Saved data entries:
══════════

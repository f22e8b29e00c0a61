use std::path::{Path, PathBuf};
use std::sync::Arc;

use anyhow::{bail, Context, Result};
use bytes::Bytes;
use clap::{Args, Parser, Subcommand};
use tracing::{info, warn};

use auditflow_client::{ClientConfig, HttpAuditClient, HttpEngagementTracker};
use auditflow_core::audit::{ColumnMapping, SelectedFile, SheetSelection};
use auditflow_core::ids::EngagementId;
use auditflow_core::provider::BenchmarkEndpoint;
use auditflow_core::session::{AuditStatus, DisplayMode};
use auditflow_engine::{AuditOrchestrator, InMemoryMappingOverrides, SessionDefaults};
use auditflow_settings::ClientSettings;
use auditflow_telemetry::{init_telemetry, TelemetryConfig};

#[derive(Parser)]
#[command(name = "auditflow", version, about = "Trial balance audit client")]
struct Cli {
    /// Settings file (defaults to ~/.auditflow/settings.json).
    #[arg(long, global = true)]
    config: Option<PathBuf>,

    #[command(subcommand)]
    command: Command,
}

#[derive(Subcommand)]
enum Command {
    /// Audit a trial balance file.
    Audit(AuditArgs),
    /// List industries available for benchmark comparison.
    Industries,
}

#[derive(Args)]
struct AuditArgs {
    /// Trial balance file (.csv, .tsv, .txt, .xlsx, .xlsm, .xls).
    file: PathBuf,

    /// Materiality threshold, overriding practice defaults.
    #[arg(long)]
    threshold: Option<f64>,

    /// Display mode: strict or lenient.
    #[arg(long)]
    mode: Option<DisplayMode>,

    /// Sheet to audit when the workbook has several.
    #[arg(long)]
    sheet: Option<String>,

    /// Cell range within the selected sheet, e.g. A1:F200.
    #[arg(long, requires = "sheet")]
    range: Option<String>,

    /// JSON file with an explicit column mapping.
    #[arg(long)]
    mapping: Option<PathBuf>,

    /// JSON file of manual account overrides (`{"account": "category"}`).
    #[arg(long)]
    overrides: Option<PathBuf>,

    /// Compare ratios against this industry after a successful audit.
    #[arg(long)]
    industry: Option<String>,

    /// Link the result to an engagement.
    #[arg(long)]
    engagement_id: Option<String>,
}

#[tokio::main]
async fn main() -> Result<()> {
    let cli = Cli::parse();

    let settings = match &cli.config {
        Some(path) => auditflow_settings::load_settings_from_path(path),
        None => auditflow_settings::load_settings(),
    }
    .context("failed to load settings")?;

    init_telemetry(&TelemetryConfig::from_level_name(
        &settings.logging.level,
        settings.logging.json,
    ));

    let client = HttpAuditClient::new(ClientConfig::from_settings(&settings.api))
        .context("failed to build HTTP client")?;

    match cli.command {
        Command::Audit(args) => run_audit(&settings, client, args).await,
        Command::Industries => {
            for industry in client
                .list_industries()
                .await
                .context("failed to list industries")?
            {
                println!("{industry}");
            }
            Ok(())
        }
    }
}

async fn run_audit(settings: &ClientSettings, client: HttpAuditClient, mut args: AuditArgs) -> Result<()> {
    let defaults = SessionDefaults::new(
        settings.audit.default_materiality_threshold,
        settings
            .audit
            .default_display_mode
            .parse()
            .unwrap_or_default(),
    );

    let overrides = match &args.overrides {
        Some(path) => {
            let json: serde_json::Value = read_json(path).await?;
            let map = json
                .as_object()
                .with_context(|| format!("{} must contain a JSON object", path.display()))?;
            InMemoryMappingOverrides::from_json(map)
        }
        None => InMemoryMappingOverrides::new(),
    };

    let mut builder = AuditOrchestrator::builder(Arc::new(client.clone()))
        .benchmark(Arc::new(client.clone()))
        .overrides(Arc::new(overrides))
        .defaults(defaults);
    if let Some(id) = args.engagement_id.take() {
        let tracker = HttpEngagementTracker::new(client.clone(), EngagementId::from_raw(id), |id| {
            eprintln!("Audit results linked to engagement {id}");
        });
        builder = builder.engagement(Arc::new(tracker));
    }
    let orch = builder.build();

    let _ = orch.load_practice_settings(&client).await;
    if let Some(threshold) = args.threshold {
        orch.set_materiality_threshold(threshold)?;
    }
    if let Some(mode) = args.mode {
        orch.set_display_mode(mode);
    }

    let name = args
        .file
        .file_name()
        .and_then(|n| n.to_str())
        .with_context(|| format!("invalid file name: {}", args.file.display()))?
        .to_string();
    let data = tokio::fs::read(&args.file)
        .await
        .with_context(|| format!("failed to read {}", args.file.display()))?;
    info!(file = %name, bytes = data.len(), "submitting trial balance");

    let mut mapping = match &args.mapping {
        Some(path) => Some(read_json::<ColumnMapping>(path).await?),
        None => None,
    };

    let mut status = orch
        .submit_file(SelectedFile::new(name.clone(), Bytes::from(data)))
        .await?;
    loop {
        status = match status {
            AuditStatus::AwaitingWorkbookSelection => {
                let Some(sheet_name) = args.sheet.take() else {
                    print_view(&orch)?;
                    bail!("the workbook has several sheets; choose one with --sheet");
                };
                orch.confirm_workbook_selection(SheetSelection {
                    sheet_name,
                    range: args.range.take(),
                })
                .await?
            }
            AuditStatus::AwaitingColumnMapping => {
                let Some(mapping) = mapping.take() else {
                    print_view(&orch)?;
                    bail!("column detection confidence is low; supply a mapping with --mapping");
                };
                orch.confirm_column_mapping(mapping).await?
            }
            _ => break,
        };
    }
    if let Some(message) = unused_sheet_flags(args.sheet.as_deref(), args.range.as_deref()) {
        warn!(file = %name, "{message}");
    }

    if status == AuditStatus::Success {
        if let Some(industry) = &args.industry {
            let _ = orch.change_industry(industry).await;
        }
    }
    orch.settle().await;
    print_view(&orch)?;

    match orch.error_message() {
        Some(message) if status == AuditStatus::Error => bail!(message),
        _ => Ok(()),
    }
}

fn print_view(orch: &AuditOrchestrator) -> Result<()> {
    let view = orch.view();
    let mut json = serde_json::to_value(&view)?;
    json["visible_balances"] = serde_json::to_value(view.visible_balances())?;
    println!("{}", serde_json::to_string_pretty(&json)?);
    Ok(())
}

async fn read_json<T: serde::de::DeserializeOwned>(path: &Path) -> Result<T> {
    let content = tokio::fs::read_to_string(path)
        .await
        .with_context(|| format!("failed to read {}", path.display()))?;
    serde_json::from_str(&content).with_context(|| format!("invalid JSON in {}", path.display()))
}

/// Describe `--sheet`/`--range` flags that no workbook selection consumed.
fn unused_sheet_flags(sheet: Option<&str>, range: Option<&str>) -> Option<String> {
    let sheet = sheet?;
    let flags = match range {
        Some(range) => format!("--sheet {sheet} --range {range}"),
        None => format!("--sheet {sheet}"),
    };
    Some(format!("{flags} ignored: the file did not need a sheet selection"))
}
use std::collections::BTreeMap;

use parking_lot::RwLock;
use serde_json::{Map, Value};

use auditflow_core::provider::MappingOverrideStore;

/// Manual account-to-category overrides held in memory.
///
/// The orchestrator only reads this store; callers own the writes.
#[derive(Debug, Default)]
pub struct InMemoryMappingOverrides {
    overrides: RwLock<BTreeMap<String, String>>,
}

impl InMemoryMappingOverrides {
    pub fn new() -> Self {
        Self::default()
    }

    /// Build a store from a JSON object of `account -> category` strings.
    ///
    /// Non-string values are skipped.
    pub fn from_json(map: &Map<String, Value>) -> Self {
        let overrides = map
            .iter()
            .filter_map(|(account, v)| v.as_str().map(|c| (account.clone(), c.to_string())))
            .collect();
        Self {
            overrides: RwLock::new(overrides),
        }
    }

    pub fn set(&self, account: impl Into<String>, category: impl Into<String>) {
        let _ = self.overrides.write().insert(account.into(), category.into());
    }

    pub fn remove(&self, account: &str) -> Option<String> {
        self.overrides.write().remove(account)
    }

    pub fn clear(&self) {
        self.overrides.write().clear();
    }

    pub fn len(&self) -> usize {
        self.overrides.read().len()
    }

    pub fn is_empty(&self) -> bool {
        self.overrides.read().is_empty()
    }
}

impl MappingOverrideStore for InMemoryMappingOverrides {
    fn overrides_for_api(&self) -> Map<String, Value> {
        self.overrides
            .read()
            .iter()
            .map(|(account, category)| (account.clone(), Value::String(category.clone())))
            .collect()
    }
}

══════════

§ WHAT IS NEEDED:
From the records above, count the lines that contain "clear". Only the number should be written.

§ RESPONSE TO THIS EXERCISE:
2